### THE INPUT
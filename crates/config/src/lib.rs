#![deny(clippy::pedantic, unsafe_code)]
#![allow(clippy::module_name_repetitions)]

//! Configuration management for apkm
//!
//! This crate handles loading and merging configuration from:
//! - Default values (hard-coded)
//! - Configuration file (~/.config/apkm/config.toml)
//! - Environment variables
//! - CLI flags (applied by the binary)
//!
//! It also provides [`PathManager`], the single source of the working, cache
//! and log directories used by an installation attempt.

pub mod paths;

pub use paths::PathManager;

use apkm_errors::{ConfigError, Error};
use apkm_types::ColorChoice;
use serde::{Deserialize, Serialize};
use std::path::{Path, PathBuf};
use tokio::fs;

/// Main configuration structure
#[derive(Debug, Clone, Serialize, Deserialize, Default)]
pub struct Config {
    #[serde(default)]
    pub general: GeneralConfig,

    #[serde(default)]
    pub paths: PathConfig,

    #[serde(default)]
    pub network: NetworkConfig,

    #[serde(default)]
    pub patching: PatchingConfig,
}

/// General configuration
#[derive(Debug, Clone, Serialize, Deserialize)]
pub struct GeneralConfig {
    #[serde(default = "default_color_choice")]
    pub color: ColorChoice,
    /// Developer mode: exposes install ids and verbose step logs
    #[serde(default)]
    pub dev_mode: bool,
}

/// Path configuration
#[derive(Debug, Clone, Serialize, Deserialize, Default)]
pub struct PathConfig {
    pub data_dir: Option<PathBuf>,
    pub cache_dir: Option<PathBuf>,
}

/// Network configuration
#[derive(Debug, Clone, Serialize, Deserialize)]
pub struct NetworkConfig {
    #[serde(default = "default_timeout")]
    pub timeout: u64, // seconds
    #[serde(default = "default_connect_timeout")]
    pub connect_timeout: u64, // seconds
    #[serde(default = "default_retries")]
    pub retries: u32,
    #[serde(default = "default_retry_delay")]
    pub retry_delay: u64, // seconds
}

/// Patching pipeline configuration
#[derive(Debug, Clone, Serialize, Deserialize)]
pub struct PatchingConfig {
    /// GitHub releases listing that carries `base.apk` and `injector.dex`
    #[serde(default = "default_releases_url")]
    pub releases_url: String,
    /// Delay before the first step runs so the UI can show it as Running
    #[serde(default = "default_start_delay_ms")]
    pub start_delay_ms: u64,
    /// Keystore used to re-sign the patched package (defaults to the data dir)
    #[serde(default)]
    pub keystore: Option<PathBuf>,
    #[serde(default = "default_keystore_password")]
    pub keystore_password: String,
    #[serde(default = "default_apksigner")]
    pub apksigner: String,
    #[serde(default = "default_adb")]
    pub adb: String,
}

// Default implementations

impl Default for GeneralConfig {
    fn default() -> Self {
        Self {
            color: ColorChoice::Auto,
            dev_mode: false,
        }
    }
}

impl Default for NetworkConfig {
    fn default() -> Self {
        Self {
            timeout: 300, // 5 minutes
            connect_timeout: 30,
            retries: 3,
            retry_delay: 1, // 1 second
        }
    }
}

impl Default for PatchingConfig {
    fn default() -> Self {
        Self {
            releases_url: default_releases_url(),
            start_delay_ms: default_start_delay_ms(),
            keystore: None,
            keystore_password: default_keystore_password(),
            apksigner: default_apksigner(),
            adb: default_adb(),
        }
    }
}

// Default value functions for serde
fn default_color_choice() -> ColorChoice {
    ColorChoice::Auto
}

fn default_timeout() -> u64 {
    300 // 5 minutes
}

fn default_connect_timeout() -> u64 {
    30
}

fn default_retries() -> u32 {
    3
}

fn default_retry_delay() -> u64 {
    1 // 1 second
}

fn default_releases_url() -> String {
    "https://api.github.com/repos/wintry-mod/builds/releases".to_string()
}

fn default_start_delay_ms() -> u64 {
    400
}

fn default_keystore_password() -> String {
    "password".to_string()
}

fn default_apksigner() -> String {
    "apksigner".to_string()
}

fn default_adb() -> String {
    "adb".to_string()
}

impl Config {
    /// Get the default config file path
    ///
    /// # Errors
    ///
    /// Returns an error if the system config directory cannot be determined.
    pub fn default_path() -> Result<PathBuf, Error> {
        let config_dir = dirs::config_dir().ok_or_else(|| ConfigError::NotFound {
            path: "config directory".to_string(),
        })?;
        Ok(config_dir.join("apkm").join("config.toml"))
    }

    /// Load configuration from file
    ///
    /// # Errors
    ///
    /// Returns an error if the file cannot be read or if the file contents
    /// contain invalid TOML syntax that cannot be parsed.
    pub async fn load_from_file(path: &Path) -> Result<Self, Error> {
        let contents = fs::read_to_string(path)
            .await
            .map_err(|_| ConfigError::NotFound {
                path: path.display().to_string(),
            })?;

        toml::from_str(&contents)
            .map_err(|e| ConfigError::ParseError {
                message: e.to_string(),
            })
            .map_err(Into::into)
    }

    /// Load configuration with fallback to defaults
    ///
    /// # Errors
    ///
    /// Returns an error if the configuration file exists but cannot be read
    /// or contains invalid TOML syntax.
    pub async fn load() -> Result<Self, Error> {
        let config_path = Self::default_path()?;
        if fs::try_exists(&config_path).await.unwrap_or(false) {
            Self::load_from_file(&config_path).await
        } else {
            tracing::debug!(path = %config_path.display(), "no config file, using defaults");
            Ok(Self::default())
        }
    }

    /// Load configuration from an optional path or use default
    ///
    /// # Errors
    ///
    /// Returns an error if the config file cannot be read or parsed
    pub async fn load_or_default(path: Option<&Path>) -> Result<Self, Error> {
        match path {
            Some(config_path) => Self::load_from_file(config_path).await,
            None => Self::load().await,
        }
    }

    /// Merge with environment variables
    ///
    /// # Errors
    ///
    /// Returns an error if environment variables contain invalid values
    /// that cannot be parsed into the expected types.
    pub fn merge_env(&mut self) -> Result<(), Error> {
        // APKM_COLOR
        if let Ok(color) = std::env::var("APKM_COLOR") {
            self.general.color = match color.as_str() {
                "always" => ColorChoice::Always,
                "auto" => ColorChoice::Auto,
                "never" => ColorChoice::Never,
                _ => {
                    return Err(ConfigError::InvalidValue {
                        field: "APKM_COLOR".to_string(),
                        value: color,
                    }
                    .into())
                }
            };
        }

        // APKM_DEV_MODE
        if let Ok(dev) = std::env::var("APKM_DEV_MODE") {
            self.general.dev_mode = parse_bool("APKM_DEV_MODE", dev)?;
        }

        // APKM_DATA_DIR / APKM_CACHE_DIR
        if let Ok(dir) = std::env::var("APKM_DATA_DIR") {
            self.paths.data_dir = Some(PathBuf::from(dir));
        }
        if let Ok(dir) = std::env::var("APKM_CACHE_DIR") {
            self.paths.cache_dir = Some(PathBuf::from(dir));
        }

        // APKM_RELEASES_URL
        if let Ok(url) = std::env::var("APKM_RELEASES_URL") {
            self.patching.releases_url = url;
        }

        // APKM_START_DELAY_MS
        if let Ok(delay) = std::env::var("APKM_START_DELAY_MS") {
            self.patching.start_delay_ms =
                delay.parse().map_err(|_| ConfigError::InvalidValue {
                    field: "APKM_START_DELAY_MS".to_string(),
                    value: delay,
                })?;
        }

        Ok(())
    }

    /// Data directory (install logs, keystore)
    #[must_use]
    pub fn data_dir(&self) -> PathBuf {
        self.paths.data_dir.clone().unwrap_or_else(|| {
            dirs::data_dir()
                .unwrap_or_else(std::env::temp_dir)
                .join("apkm")
        })
    }

    /// Cache directory (downloads, patching working directory)
    #[must_use]
    pub fn cache_dir(&self) -> PathBuf {
        self.paths.cache_dir.clone().unwrap_or_else(|| {
            dirs::cache_dir()
                .unwrap_or_else(std::env::temp_dir)
                .join("apkm")
        })
    }

    /// Path manager rooted at the configured directories
    #[must_use]
    pub fn path_manager(&self) -> PathManager {
        PathManager::new(self.data_dir(), self.cache_dir())
    }

    /// Keystore used for signing
    #[must_use]
    pub fn keystore_path(&self) -> PathBuf {
        self.patching
            .keystore
            .clone()
            .unwrap_or_else(|| self.data_dir().join("ks.keystore"))
    }
}

fn parse_bool(field: &str, value: String) -> Result<bool, Error> {
    match value.as_str() {
        "true" | "1" | "yes" => Ok(true),
        "false" | "0" | "no" => Ok(false),
        _ => Err(ConfigError::InvalidValue {
            field: field.to_string(),
            value,
        }
        .into()),
    }
}
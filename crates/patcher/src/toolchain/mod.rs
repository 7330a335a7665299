//! External primitives the steps call
//!
//! Every side effect outside the working directory bookkeeping goes through
//! one of these traits so pipelines can run against fakes in tests.

mod archive;
mod blocking;
mod editor;
mod process;

pub use archive::ZipApkArchive;
pub use blocking::BlockingScope;
pub use editor::{ManifestPatch, XmlApkEditor};
pub use process::{classify_install_output, AdbInstaller, ApksignerSigner};

use crate::release::{GithubReleaseSource, ReleaseSource};
use apkm_config::Config;
use apkm_errors::Error;
use apkm_events::EventSender;
use apkm_net::{download_file, NetClient, NetConfig};
use apkm_types::IconReplacement;
use async_trait::async_trait;
use std::path::Path;
use std::sync::Arc;

/// Fetches a remote file into a local path
#[async_trait]
pub trait Downloader: Send + Sync {
    /// Download `url` to `dest`, returning the number of bytes written.
    /// A failed download must not leave `dest` behind.
    async fn download(
        &self,
        url: &str,
        dest: &Path,
        events: Option<&EventSender>,
    ) -> Result<u64, Error>;
}

#[async_trait]
impl Downloader for NetClient {
    async fn download(
        &self,
        url: &str,
        dest: &Path,
        events: Option<&EventSender>,
    ) -> Result<u64, Error> {
        download_file(self, url, dest, events, |_| {}).await
    }
}

/// Unpacks and repacks package archives
#[async_trait]
pub trait ApkArchive: Send + Sync {
    /// Blocking work must run through `scope` so a cancelled attempt can
    /// stop it and wait for it before cleaning up.
    async fn extract(&self, apk: &Path, dest: &Path, scope: &BlockingScope) -> Result<(), Error>;

    async fn repack(&self, src_dir: &Path, out: &Path, scope: &BlockingScope)
        -> Result<(), Error>;
}

/// Edits the unpacked package in place
#[async_trait]
pub trait ApkEditor: Send + Sync {
    async fn patch_manifest(&self, apk_dir: &Path, patch: &ManifestPatch) -> Result<(), Error>;

    async fn patch_icons(&self, apk_dir: &Path, icon: &IconReplacement) -> Result<(), Error>;
}

#[async_trait]
pub trait ApkSigner: Send + Sync {
    async fn sign(&self, unsigned: &Path, signed: &Path) -> Result<(), Error>;
}

/// Installs and launches packages on the target device
#[async_trait]
pub trait PackageInstaller: Send + Sync {
    /// Install the package. A user abort surfaces as `InstallError::Cancelled`,
    /// a full device as `StorageError::InsufficientStorage`.
    async fn install(&self, apk: &Path) -> Result<(), Error>;

    async fn launch(&self, package: &str) -> Result<(), Error>;
}

/// The bundle of primitives a pipeline runs against
#[derive(Clone)]
pub struct Toolchain {
    pub releases: Arc<dyn ReleaseSource>,
    pub downloader: Arc<dyn Downloader>,
    pub archive: Arc<dyn ApkArchive>,
    pub editor: Arc<dyn ApkEditor>,
    pub signer: Arc<dyn ApkSigner>,
    pub installer: Arc<dyn PackageInstaller>,
}

impl Toolchain {
    /// Default toolchain: GitHub releases, HTTP downloads, zip archives,
    /// XML resource editing, `apksigner` and `adb`.
    ///
    /// # Errors
    ///
    /// Returns an error if the HTTP client cannot be created.
    pub fn from_config(config: &Config) -> Result<Self, Error> {
        let client = NetClient::new(NetConfig::from(&config.network))?;
        Ok(Self {
            releases: Arc::new(GithubReleaseSource::new(
                client.clone(),
                config.patching.releases_url.clone(),
            )),
            downloader: Arc::new(client),
            archive: Arc::new(ZipApkArchive),
            editor: Arc::new(XmlApkEditor),
            signer: Arc::new(ApksignerSigner::new(
                config.patching.apksigner.clone(),
                config.keystore_path(),
                config.patching.keystore_password.clone(),
            )),
            installer: Arc::new(AdbInstaller::new(config.patching.adb.clone())),
        })
    }
}
//! Patching error types

use std::borrow::Cow;

use crate::UserFacingError;
use thiserror::Error;

#[derive(Debug, Clone, Error)]
pub enum PatchError {
    #[error("invalid patch options: {field}: {reason}")]
    InvalidOptions { field: String, reason: String },

    #[error("no release matches {preference}")]
    ReleaseNotFound { preference: String },

    #[error("release {version} has no asset named {asset}")]
    MissingAsset { version: String, asset: String },

    #[error("step {step} requires {requirement} which is not available yet")]
    MissingPrerequisite { step: String, requirement: String },

    #[error("invalid archive {path}: {message}")]
    InvalidArchive { path: String, message: String },

    #[error("manifest patch failed: {message}")]
    ManifestFailed { message: String },

    #[error("icon patch failed: {message}")]
    IconFailed { message: String },

    #[error("step {step} panicked: {message}")]
    StepPanicked { step: String, message: String },

    #[error("duplicate step kind in pipeline: {kind}")]
    DuplicateStep { kind: String },
}

impl UserFacingError for PatchError {
    fn user_message(&self) -> Cow<'_, str> {
        Cow::Owned(self.to_string())
    }

    fn user_hint(&self) -> Option<&'static str> {
        match self {
            Self::InvalidOptions { .. } => Some("Correct the patch options and start again."),
            Self::ReleaseNotFound { .. } | Self::MissingAsset { .. } => {
                Some("Pick another version channel or version code.")
            }
            Self::InvalidArchive { .. } => Some("Clear the cache to force a fresh download."),
            _ => None,
        }
    }

    fn user_code(&self) -> Option<&'static str> {
        let code = match self {
            Self::InvalidOptions { .. } => "patch.invalid_options",
            Self::ReleaseNotFound { .. } => "patch.release_not_found",
            Self::MissingAsset { .. } => "patch.missing_asset",
            Self::MissingPrerequisite { .. } => "patch.missing_prerequisite",
            Self::InvalidArchive { .. } => "patch.invalid_archive",
            Self::ManifestFailed { .. } => "patch.manifest_failed",
            Self::IconFailed { .. } => "patch.icon_failed",
            Self::StepPanicked { .. } => "patch.step_panicked",
            Self::DuplicateStep { .. } => "patch.duplicate_step",
        };
        Some(code)
    }
}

### PROBLEM
Reproduce each line from the data that has "display" in it.

### YOUR SOLUTION
                path: path.display().to_string(),
            tracing::debug!(path = %config_path.display(), "no config file, using defaults");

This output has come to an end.